One of the routines that she found some use in (eventually) was the one where her daughter always walks to the end of the sidewalk and then stays there. She won't step out into the street until the bus is there, because that's not how the routine works. Giving examples of how routines can be helpful is one of the things I liked about this article.
The were some things that I didn't love, though. I don't think a parent should insist that clothing matches. Insisting on weather-appropriate garb for a young child (I get the impression that her kids are still very young, considering that they are still only in half days) makes sense, but it really doesn't matter if clothing matches perfectly. It's one of those things where teaching kids that they have some autonomy is more important than the impression you are trying to help them give, especially with an autistic kid. I say especially because people spend a lot of time teaching autistic people that they don't have autonomy and that what other people want always matters more.
I also wasn't a fan of calling the obvious uses a "light at the end of the tunnel." Routines are a fact of life for us, and it can't be separated into a tunnel of frustration and a light of usefulness. It's a complete package, and it's more useful than anyone who doesn't need the routine can imagine.
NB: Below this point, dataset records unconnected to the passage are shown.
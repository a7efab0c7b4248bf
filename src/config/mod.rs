pub mod toml_config;

pub use toml_config::FileConfig;

use crate::core::export::ExportFormat;

#[cfg(feature = "cli")]
use crate::core::export::FORMAT_NAMES;
#[cfg(feature = "cli")]
use crate::utils::error::Result;
#[cfg(feature = "cli")]
use crate::utils::validation::{validate_one_of, validate_path, Validate};
#[cfg(feature = "cli")]
use clap::Parser;

#[cfg(feature = "cli")]
#[derive(Debug, Clone, Parser)]
#[command(name = "person-info")]
#[command(about = "Read person records and print them as labeled text, CSV or JSON")]
pub struct CliConfig {
    #[arg(long, help = "Input file of whitespace-separated records (default: stdin)")]
    pub input: Option<String>,

    #[arg(long, help = "Output format: labeled, csv or json")]
    pub format: Option<String>,

    #[arg(long, help = "Order records by ascending age")]
    pub sort_by_age: bool,

    #[arg(long, help = "TOML file with default settings")]
    pub config: Option<String>,

    #[arg(long, help = "Emit logs as JSON")]
    pub log_json: bool,

    #[arg(long, help = "Enable verbose output")]
    pub verbose: bool,
}

/// Effective settings after command-line flags are layered over the file config.
#[derive(Debug, Clone, PartialEq)]
pub struct RunSettings {
    pub input: Option<String>,
    pub format: ExportFormat,
    pub sort_by_age: bool,
    pub log_level: Option<String>,
    pub log_json: bool,
}

#[cfg(feature = "cli")]
impl CliConfig {
    /// Loads the `--config` file, if any.
    pub fn load_file_config(&self) -> Result<Option<FileConfig>> {
        match self.config.as_deref() {
            Some(path) => {
                let file = FileConfig::from_file(path)?;
                file.validate()?;
                Ok(Some(file))
            }
            None => Ok(None),
        }
    }

    /// Flags win over the file; `--verbose` forces debug logging.
    pub fn resolve(&self, file: Option<&FileConfig>) -> Result<RunSettings> {
        let format: ExportFormat = match self.format.as_deref() {
            Some(name) => name.parse()?,
            None => match file {
                Some(file) => file.format()?.unwrap_or_default(),
                None => ExportFormat::default(),
            },
        };

        let log_level = if self.verbose {
            Some("debug".to_string())
        } else {
            file.and_then(|f| f.log_level()).map(str::to_ascii_lowercase)
        };

        Ok(RunSettings {
            input: self.input.clone(),
            format,
            sort_by_age: self.sort_by_age || file.is_some_and(|f| f.sort_by_age()),
            log_level,
            log_json: self.log_json || file.is_some_and(|f| f.json_logs()),
        })
    }
}

#[cfg(feature = "cli")]
impl Validate for CliConfig {
    fn validate(&self) -> Result<()> {
        if let Some(input) = self.input.as_deref() {
            validate_path("input", input)?;
        }
        if let Some(config) = self.config.as_deref() {
            validate_path("config", config)?;
        }
        if let Some(format) = self.format.as_deref() {
            validate_one_of("format", format, &FORMAT_NAMES)?;
        }
        Ok(())
    }
}

#[cfg(all(test, feature = "cli"))]
mod tests {
    use super::*;

    fn parse(args: &[&str]) -> CliConfig {
        CliConfig::parse_from(std::iter::once("person-info").chain(args.iter().copied()))
    }

    #[test]
    fn test_defaults() {
        let cli = parse(&[]);
        assert!(cli.validate().is_ok());

        let settings = cli.resolve(None).unwrap();
        assert_eq!(
            settings,
            RunSettings {
                input: None,
                format: ExportFormat::Labeled,
                sort_by_age: false,
                log_level: None,
                log_json: false,
            }
        );
    }

    #[test]
    fn test_flags_override_file() {
        let file = FileConfig::from_toml_str(
            "[output]\nformat = \"json\"\nsort_by_age = true\n[logging]\nlevel = \"WARN\"\n",
        )
        .unwrap();

        let cli = parse(&["--format", "csv", "--input", "people.txt"]);
        let settings = cli.resolve(Some(&file)).unwrap();
        assert_eq!(settings.format, ExportFormat::Csv);
        assert!(settings.sort_by_age);
        assert_eq!(settings.log_level.as_deref(), Some("warn"));
        assert_eq!(settings.input.as_deref(), Some("people.txt"));

        let settings = parse(&["--verbose"]).resolve(Some(&file)).unwrap();
        assert_eq!(settings.format, ExportFormat::Json);
        assert_eq!(settings.log_level.as_deref(), Some("debug"));
    }

    #[test]
    fn test_invalid_format_flag() {
        let cli = parse(&["--format", "xml"]);
        assert!(cli.validate().is_err());
        assert!(cli.resolve(None).is_err());
    }

    #[test]
    fn test_missing_config_file() {
        let cli = parse(&["--config", "/nonexistent/person-info.toml"]);
        assert!(cli.load_file_config().is_err());
        assert!(parse(&[]).load_file_config().unwrap().is_none());
    }
}
use std::collections::HashMap;

use tracing::trace;

use super::unicode_data::CONTROL_LABEL;
use super::{data_lines, parse_code};
use crate::properties::CodepointRecord;
use crate::DatasetError;

const FILE: &str = "NameAliases.txt";

/// псевдонимы из NameAliases.txt: строки вида `000A;LINE FEED;control`
///
/// типы псевдонимов:
///     control - первый становится названием управляющего символа, остальные - дополнительными названиями
///     abbreviation - сокращения
///     figment - используется как название, только если других вариантов нет (U+0080, U+0081, ...)
///     correction, alternate - не используются
pub fn apply(
    text: &str,
    records: &mut [CodepointRecord],
    positions: &HashMap<u32, usize>,
) -> Result<(), DatasetError>
{
    let mut figments: HashMap<usize, String> = HashMap::new();

    for (line, data) in data_lines(text) {
        let props: Vec<&str> = data.split(';').collect();

        if props.len() != 3 {
            return Err(DatasetError::FieldCount { file: FILE, line });
        }

        let code = parse_code(props[0], FILE, line)?;
        let alias = props[1].trim();

        let &position = positions.get(&code).ok_or(DatasetError::OrphanAlias {
            file: FILE,
            line,
            code,
        })?;

        let record = &mut records[position];

        match props[2].trim() {
            "control" => {
                if record.name == CONTROL_LABEL {
                    record.name = alias.to_owned();
                } else {
                    record.control_names.push(alias.to_owned());
                }
            }
            "abbreviation" => record.abbreviations.push(alias.to_owned()),
            "figment" => {
                figments.entry(position).or_insert_with(|| alias.to_owned());
            }
            "correction" | "alternate" => {
                trace!("{}, строка {}: псевдоним `{}` не используется", FILE, line, alias);
            }
            other => {
                return Err(DatasetError::UnknownPropertyValue {
                    file: FILE,
                    line,
                    value: other.to_owned(),
                })
            }
        }
    }

    // управляющие символы, не получившие названия
    for (position, record) in records.iter_mut().enumerate() {
        if record.name != CONTROL_LABEL {
            continue;
        }

        record.name = match figments.remove(&position) {
            Some(figment) => figment,
            None => format!("control-{:04X}", record.id),
        };
    }

    Ok(())
}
Finally, there was no reason for "In no way, am I suggesting that you stop cutting your child's food" to be a highlighted sentence. Frankly, it's not even a needed sentence in the article. It and the following sentence could be much better written as "If your child is old enough that not cutting their food is an option, it may be worth considering." (Yes, she does immediately suggest not cutting food right after saying that she's not. Consistency is important, and I can be a picky editor for style when I'm not too frustrated with content.)
Overall, I thought this was a pretty good article with a couple of fairly small flaws. I definitely liked it better than the sensory processing disorder one, which pushed therapy and treatment heavily.